Свет кончился, но не весь. Остальной свет крали и растаскивали с большим рвением. Мало кто понимал, что именно происходит: вечерами кто-то подбегал к лампочкам и высасывал свет, чтобы потом можно было светиться изнутри. Свет крали: вначале из общих запасов, потом вынимали друг из друга, загнанные в темноту собственных представлений о жизни, мёртвых представлений, которые они продолжали понукать, как возможную лошадь, – люди тащили свет. Драматическая миссия, резкие удары пульса, звёзды зажигались в установленный срок, как и оговорено, но чёткая осязаемость радости была утеряна, тьма за стеной человеческого – стояла, люди ходили, как мрачные комментарии к своему времени, тёплые лица были погашены.

Свет как ультиматум чудесного – крали. Матрическое пространство было открыто, всё было открыто, но только люди продолжали воровать друг из друга, ходили замкнутые, густонабитые проблемами, ходили по траекториям предков, зазубрив века, ходили – похожее на монотонность безучастное жизнение. Загнанные в угол заброшенного царства животных – видно было, как вопросы слипались в их головах, зарастали, извилинами шли, но не дошли, ответов было не видно, и чтобы рассмотреть, они – крали, чужие истории, чужие радости – свет крали.

Общие запасы быстро растащили – все эти культурные фонды, вечные ценности, – и осталось предчувствие – полумрак, анонс мира, афиша, но сам мир всё никак не начинался, потому что… много разных причин – и в том числе света не хватало, обычного такого, проекторы тёмные стояли, люди тёмные. Холодные проекторы, или тоже светили чёрным, это было самое дешёвое излучение – в серых тонах, что-нибудь такое обыденное: четыре катастрофы за один день, или все мы умрём.
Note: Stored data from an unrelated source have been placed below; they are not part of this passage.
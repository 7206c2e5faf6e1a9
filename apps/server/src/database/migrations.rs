use anyhow::Result;
use libsql::Connection;

/// Schema version - increment when making schema changes
const SCHEMA_VERSION: i32 = 2;

/// Run database migrations
pub async fn run_migrations(conn: &Connection) -> Result<()> {
    // Create schema_migrations table first (tracks applied migrations)
    conn.execute(
        "CREATE TABLE IF NOT EXISTS schema_migrations (
            version INTEGER PRIMARY KEY,
            applied_at INTEGER NOT NULL,
            description TEXT
        )",
        (),
    )
    .await?;

    let current_version = get_current_version(conn).await?;

    if current_version >= SCHEMA_VERSION {
        tracing::info!("Database schema is up to date (version {})", current_version);
        return Ok(());
    }

    tracing::info!("Running migrations from version {} to {}", current_version, SCHEMA_VERSION);

    if current_version < 1 {
        run_migration_v1(conn).await?;
        record_migration(conn, 1, "Initial members schema").await?;
    }

    if current_version < 2 {
        run_migration_v2(conn).await?;
        record_migration(conn, 2, "Add ring order index").await?;
    }

    tracing::info!("Database migrations completed successfully (now at version {})", SCHEMA_VERSION);
    Ok(())
}

/// Get current schema version from database
pub async fn get_current_version(conn: &Connection) -> Result<i32> {
    let mut rows = conn.query("SELECT MAX(version) FROM schema_migrations", ()).await?;

    if let Some(row) = rows.next().await? {
        let version: Option<i32> = row.get(0)?;
        Ok(version.unwrap_or(0))
    } else {
        Ok(0)
    }
}

/// Record that a migration was applied
async fn record_migration(conn: &Connection, version: i32, description: &str) -> Result<()> {
    let now = chrono::Utc::now().timestamp();

    conn.execute(
        "INSERT INTO schema_migrations (version, applied_at, description) VALUES (?, ?, ?)",
        libsql::params![version, now, description],
    )
    .await?;

    tracing::info!("Applied migration v{}: {}", version, description);
    Ok(())
}

/// Migration v1: members table
/// Name and domain are unique; created_at is stored in milliseconds
async fn run_migration_v1(conn: &Connection) -> Result<()> {
    conn.execute(
        "CREATE TABLE IF NOT EXISTS members (
            id INTEGER PRIMARY KEY AUTOINCREMENT,
            name TEXT NOT NULL UNIQUE,
            domain TEXT NOT NULL UNIQUE,
            path TEXT NOT NULL DEFAULT '/',
            https INTEGER NOT NULL DEFAULT 1,
            author TEXT NOT NULL,
            created_at INTEGER NOT NULL,
            enabled INTEGER NOT NULL DEFAULT 1,
            disable_checks INTEGER NOT NULL DEFAULT 0,
            dead_end INTEGER NOT NULL DEFAULT 0
        )",
        (),
    )
    .await?;

    conn.execute("CREATE INDEX IF NOT EXISTS idx_members_enabled ON members(enabled)", ()).await?;

    Ok(())
}

/// Migration v2: covering index for the eligible-member scan in ring order
async fn run_migration_v2(conn: &Connection) -> Result<()> {
    conn.execute(
        "CREATE INDEX IF NOT EXISTS idx_members_ring_order ON members(enabled, dead_end, created_at, id)",
        (),
    )
    .await?;

    Ok(())
}

#[cfg(test)]
mod tests {
    use super::*;
    use tempfile::tempdir;

    #[tokio::test]
    async fn test_migrations_are_idempotent() -> Result<()> {
        let dir = tempdir()?;
        let db = libsql::Builder::new_local(dir.path().join("test.db")).build().await?;
        let conn = db.connect()?;

        run_migrations(&conn).await?;
        assert_eq!(get_current_version(&conn).await?, SCHEMA_VERSION);

        run_migrations(&conn).await?;
        assert_eq!(get_current_version(&conn).await?, SCHEMA_VERSION);

        Ok(())
    }
}
use std::env::var;

use tracing::{level_filters::LevelFilter, warn};
use tracing_subscriber::{Layer, filter::EnvFilter, layer::SubscriberExt, util::SubscriberInitExt};

pub fn init() {
    init_with_level(LevelFilter::INFO);
}

/// Initialize the tracing subscriber. `RUST_LOG` overrides `level`,
/// `RUST_LOG_FORMAT=json` switches to JSON lines.
pub fn init_with_level(level: LevelFilter) {
    let env_filter = EnvFilter::builder().with_default_directive(level.into()).from_env_lossy();

    let log_format = var("RUST_LOG_FORMAT").unwrap_or_default();

    let log_layer = match log_format.as_str() {
        "json" => tracing_subscriber::fmt::layer().json().with_filter(env_filter).boxed(),
        "" | "compact" => tracing_subscriber::fmt::layer().compact().with_filter(env_filter).boxed(),
        other => {
            let layer = tracing_subscriber::fmt::layer().compact().with_filter(env_filter).boxed();
            tracing_subscriber::registry().with(layer).init();
            warn!("Unknown RUST_LOG_FORMAT '{other}', falling back to compact output");
            return;
        }
    };

    tracing_subscriber::registry().with(log_layer).init();
}
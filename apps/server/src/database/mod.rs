/// Database layer
///
/// This module provides the libsql-backed member store used by the server,
/// together with its versioned schema migrations.

pub mod migrations;
pub mod repository;

pub use repository::LibsqlStore;

use anyhow::Result;

use crate::config;
use crate::pool::{self, LibsqlPool};

/// Initialize database with schema
pub async fn initialize_database(conn: &libsql::Connection) -> Result<()> {
    migrations::run_migrations(conn).await
}

/// Open the configured database and bring its schema up to date
pub async fn connect(config: &config::Database) -> Result<LibsqlPool> {
    tracing::info!("Opening database at {}", config.path.display());
    let pool = pool::open(&config.path, config.max_connections).await?;

    let conn = pool.get().await.map_err(|e| anyhow::anyhow!("Failed to get connection: {e}"))?;
    initialize_database(&conn).await?;

    Ok(pool)
}
use actix_web::{HttpResponse, get, web};

use crate::error::ApiError;
use crate::state::AppState;

macros_utils::routes! {
    route enabled_members,
    route member_by_domain,
}

/// Enabled members, dead ends included
#[get("/sites/all")]
pub async fn enabled_members(state: web::Data<AppState>) -> Result<HttpResponse, ApiError> {
    let members = state.directory.list_by_status(|m| m.enabled).await?;
    Ok(HttpResponse::Ok().json(members))
}

#[get("/sites/name/{domain}")]
pub async fn member_by_domain(
    state: web::Data<AppState>,
    domain: web::Path<String>,
) -> Result<HttpResponse, ApiError> {
    let domain = domain.into_inner();
    match state.store().find_by_domain(&domain).await? {
        Some(member) if member.enabled => Ok(HttpResponse::Ok().json(member)),
        _ => Err(ApiError::DomainNotFound(domain)),
    }
}
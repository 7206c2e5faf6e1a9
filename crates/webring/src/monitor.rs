//! Ring monitor - verifies every enabled member and commits its health flag.
//!
//! Runs are serialized by a single run-lock shared by the scheduled trigger
//! and the administrative one. Within a run, members are verified in
//! parallel and each member's flag is written as soon as its own verification
//! completes, so a run interrupted halfway keeps the progress it made.

use std::sync::Arc;
use std::time::Instant;

use chrono::{DateTime, Utc};
use futures::StreamExt;
use futures::stream;
use serde::Serialize;
use tokio::sync::Mutex;
use tracing::{debug, error, info, warn};

use crate::Result;
use crate::error::RingError;
use crate::member::Member;
use crate::store::MemberStore;
use crate::verifier::LinkVerifier;

/// Totals of one check run
#[derive(Debug, Clone, Default, PartialEq, Eq, Serialize)]
pub struct RunSummary {
    /// Enabled members visited, including those with checks disabled
    pub checked: usize,
    pub healthy: usize,
    pub dead_ends: usize,
    /// Members whose flag was not decided by a fetch: checks disabled (also
    /// counted as healthy) or disabled by an admin while being checked
    pub skipped: usize,
    pub persist_failures: usize,
    pub started_at: Option<DateTime<Utc>>,
    pub duration_ms: u64,
}

enum Outcome {
    Healthy { skipped: bool },
    DeadEnd,
    /// An admin edit landed mid-check and the stored state no longer allows the write
    Superseded,
    PersistFailed,
}

pub struct RingMonitor {
    store: Arc<dyn MemberStore>,
    verifier: Arc<LinkVerifier>,
    concurrency: usize,
    run_lock: Mutex<()>,
}

impl RingMonitor {
    pub fn new(store: Arc<dyn MemberStore>, verifier: Arc<LinkVerifier>, concurrency: usize) -> Self {
        Self { store, verifier, concurrency: concurrency.max(1), run_lock: Mutex::new(()) }
    }

    /// Run a check pass, waiting for any pass already in progress to finish
    pub async fn run_check(&self) -> Result<RunSummary> {
        let _guard = self.run_lock.lock().await;
        self.run_locked().await
    }

    /// Run a check pass unless one is already in progress
    pub async fn try_run_check(&self) -> Result<RunSummary> {
        let _guard = self.run_lock.try_lock().map_err(|_| RingError::RunInProgress)?;
        self.run_locked().await
    }

    async fn run_locked(&self) -> Result<RunSummary> {
        let started_at = Utc::now();
        let start = Instant::now();

        let members: Vec<Member> =
            self.store.list_all().await?.into_iter().filter(|m| m.enabled).collect();
        info!("Checking {} enabled members", members.len());

        let outcomes: Vec<Outcome> = stream::iter(members)
            .map(|member| check_member(self.store.clone(), self.verifier.clone(), member))
            .buffer_unordered(self.concurrency)
            .collect()
            .await;

        let mut summary = RunSummary {
            checked: outcomes.len(),
            started_at: Some(started_at),
            ..RunSummary::default()
        };
        for outcome in outcomes {
            match outcome {
                Outcome::Healthy { skipped } => {
                    summary.healthy += 1;
                    if skipped {
                        summary.skipped += 1;
                    }
                }
                Outcome::DeadEnd => summary.dead_ends += 1,
                Outcome::Superseded => summary.skipped += 1,
                Outcome::PersistFailed => summary.persist_failures += 1,
            }
        }
        summary.duration_ms = start.elapsed().as_millis() as u64;

        info!(
            checked = summary.checked,
            healthy = summary.healthy,
            dead_ends = summary.dead_ends,
            skipped = summary.skipped,
            persist_failures = summary.persist_failures,
            duration_ms = summary.duration_ms,
            "Check run completed"
        );

        Ok(summary)
    }
}

/// Verify one member and commit its flag on its own
async fn check_member(store: Arc<dyn MemberStore>, verifier: Arc<LinkVerifier>, member: Member) -> Outcome {
    let result = verifier.verify(&member).await;
    let dead_end = !result.passed;

    match &result.error {
        Some(cause) => warn!(
            domain = %member.domain,
            status = ?result.observed_status,
            "Member failed verification: {}", cause
        ),
        None if result.skipped => debug!(domain = %member.domain, "Checks disabled, skipping"),
        None => debug!(domain = %member.domain, "Member links back into the ring"),
    }

    match store.set_dead_end(member.id, dead_end).await {
        Ok(true) => {}
        Ok(false) => {
            info!(domain = %member.domain, "Member changed during the check, leaving its flag alone");
            return Outcome::Superseded;
        }
        Err(e) => {
            error!(domain = %member.domain, "Failed to persist health flag: {}", e);
            return Outcome::PersistFailed;
        }
    }

    if member.dead_end != dead_end {
        info!(domain = %member.domain, dead_end, "Member health changed");
    }

    if dead_end { Outcome::DeadEnd } else { Outcome::Healthy { skipped: result.skipped } }
}
//! Circular navigation over a snapshot of eligible members.

use crate::error::RingError;
use crate::member::Member;

/// Ordered snapshot of the eligible members.
///
/// Built fresh for every lookup; it never outlives the request that built it.
#[derive(Debug, Clone, Default, PartialEq, Eq)]
pub struct Ring {
    members: Vec<Member>,
}

impl Ring {
    /// Keep eligible members and order them by creation time, then id
    pub fn from_members(members: impl IntoIterator<Item = Member>) -> Self {
        let mut members: Vec<Member> = members.into_iter().filter(Member::is_eligible).collect();
        members.sort_by_key(Member::ring_order);
        Self { members }
    }

    pub fn len(&self) -> usize {
        self.members.len()
    }

    pub fn is_empty(&self) -> bool {
        self.members.is_empty()
    }

    pub fn members(&self) -> &[Member] {
        &self.members
    }

    pub fn into_members(self) -> Vec<Member> {
        self.members
    }

    /// Position of the member owning `domain`
    pub fn position(&self, domain: &str) -> Result<usize, RingError> {
        if self.members.is_empty() {
            return Err(RingError::EmptyRing);
        }
        self.members
            .iter()
            .position(|m| m.domain == domain)
            .ok_or_else(|| RingError::NotFound(domain.to_string()))
    }

    /// Successor of `domain`; the last member wraps to the first
    pub fn next(&self, domain: &str) -> Result<&Member, RingError> {
        let index = self.position(domain)?;
        Ok(&self.members[(index + 1) % self.members.len()])
    }

    /// Predecessor of `domain`; the first member wraps to the last
    pub fn previous(&self, domain: &str) -> Result<&Member, RingError> {
        let index = self.position(domain)?;
        let n = self.members.len();
        Ok(&self.members[(index + n - 1) % n])
    }
}

#[cfg(test)]
mod tests {
    use super::*;
    use crate::member::NewMember;
    use chrono::{TimeZone, Utc};

    fn member(id: i64, created: i64, domain: &str) -> Member {
        NewMember::new(domain, domain, "author")
            .into_member(id, Utc.timestamp_opt(created, 0).unwrap())
    }

    fn ring_of(domains: &[&str]) -> Ring {
        Ring::from_members(
            domains.iter().enumerate().map(|(i, d)| member(i as i64 + 1, i as i64 + 1, d)),
        )
    }

    #[test]
    fn test_orders_by_creation_then_id() {
        let ring = Ring::from_members(vec![
            member(3, 20, "c"),
            member(2, 10, "b"),
            member(1, 10, "a"),
        ]);
        let order: Vec<&str> = ring.members().iter().map(|m| m.domain.as_str()).collect();
        assert_eq!(order, ["a", "b", "c"]);
    }

    #[test]
    fn test_filters_disabled_and_dead_ends() {
        let mut disabled = member(2, 2, "b");
        disabled.enabled = false;
        let mut dead = member(3, 3, "c");
        dead.dead_end = true;

        let ring = Ring::from_members(vec![member(1, 1, "a"), disabled, dead]);
        assert_eq!(ring.len(), 1);
        assert!(matches!(ring.next("b"), Err(RingError::NotFound(_))));
        assert!(matches!(ring.previous("c"), Err(RingError::NotFound(_))));
    }

    #[test]
    fn test_wraps_around() {
        let ring = ring_of(&["a", "b", "c"]);
        assert_eq!(ring.next("c").unwrap().domain, "a");
        assert_eq!(ring.previous("a").unwrap().domain, "c");
    }

    #[test]
    fn test_single_member_points_to_itself() {
        let ring = ring_of(&["solo"]);
        assert_eq!(ring.next("solo").unwrap().domain, "solo");
        assert_eq!(ring.previous("solo").unwrap().domain, "solo");
    }

    #[test]
    fn test_round_trip_and_cycle_closure() {
        for n in 1..=7 {
            let domains: Vec<String> = (0..n).map(|i| format!("site-{i}.example")).collect();
            let refs: Vec<&str> = domains.iter().map(String::as_str).collect();
            let ring = ring_of(&refs);

            for domain in &refs {
                let next = ring.next(domain).unwrap();
                assert_eq!(ring.previous(&next.domain).unwrap().domain, *domain);

                let mut cursor = domain.to_string();
                for _ in 0..n {
                    cursor = ring.next(&cursor).unwrap().domain.clone();
                }
                assert_eq!(cursor, *domain, "{n} steps must close the cycle");
            }
        }
    }

    #[test]
    fn test_empty_ring_is_distinct_from_not_found() {
        let ring = Ring::default();
        assert!(matches!(ring.next("a"), Err(RingError::EmptyRing)));
        assert!(matches!(ring.previous("a"), Err(RingError::EmptyRing)));

        let ring = ring_of(&["a"]);
        assert!(matches!(ring.next("zzz"), Err(RingError::NotFound(d)) if d == "zzz"));
    }
}
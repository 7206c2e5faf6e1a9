use std::future::{Ready, ready};

use actix_web::http::header::AUTHORIZATION;
use actix_web::{FromRequest, HttpRequest, dev::Payload, web};

use crate::error::ApiError;
use crate::state::AppState;

/// Marker extractor for admin handlers.
///
/// Resolves only when the request carries `Authorization: Bearer <api_token>`.
pub struct Admin;

impl FromRequest for Admin {
    type Error = ApiError;
    type Future = Ready<Result<Self, Self::Error>>;

    fn from_request(req: &HttpRequest, _: &mut Payload) -> Self::Future {
        let expected = req.app_data::<web::Data<AppState>>().map(|state| state.api_token.as_str());
        let provided = req
            .headers()
            .get(AUTHORIZATION)
            .and_then(|value| value.to_str().ok())
            .and_then(|value| value.strip_prefix("Bearer "));

        ready(match (expected, provided) {
            (Some(expected), Some(provided)) if tokens_match(expected, provided) => Ok(Admin),
            _ => {
                tracing::debug!(path = req.path(), "Rejected admin request");
                Err(ApiError::Unauthorized)
            }
        })
    }
}

/// Compare without short-circuiting on the first differing byte
fn tokens_match(expected: &str, provided: &str) -> bool {
    let (expected, provided) = (expected.as_bytes(), provided.as_bytes());
    expected.len() == provided.len()
        && expected.iter().zip(provided).fold(0u8, |acc, (a, b)| acc | (a ^ b)) == 0
}

#[cfg(test)]
mod tests {
    use super::*;

    #[test]
    fn test_tokens_match() {
        assert!(tokens_match("secret", "secret"));
        assert!(!tokens_match("secret", "secreT"));
        assert!(!tokens_match("secret", "secret2"));
        assert!(!tokens_match("secret", ""));
    }
}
Света не хватало, и тратили внутренний свет – сначала оно как-то там восстанавливалось, но потом он истрачивался весь на сквозные ошибки, на подражание и зависть, и дальше уже надо было откуда-то извне добывать. Или как-то договориться со своим организмом – влить в него и сидеть там: зажмуренные глаза – высматривание прошлого, но прошлое мало давало энергии.

Воры эти – повсюду, они ходили тонко и незаметно, чаще всего со стороны друзей, со стороны безопасности, они подходили и делали такое милое лицо – хитрое, скорее, не хитрое, а хищное и начинали смотреть. Надо отсюда уходить, думала жертва, но – поздно: если испугалась, то уже поздно, вор как бы подкрадывался, как бы нависал над ней, мучил, и человек начинал видеть только плохое, и люди для него становились злыми, и время – «другим», и ржавые зубы тоски, никуда не деться, ни о чём не помечтать…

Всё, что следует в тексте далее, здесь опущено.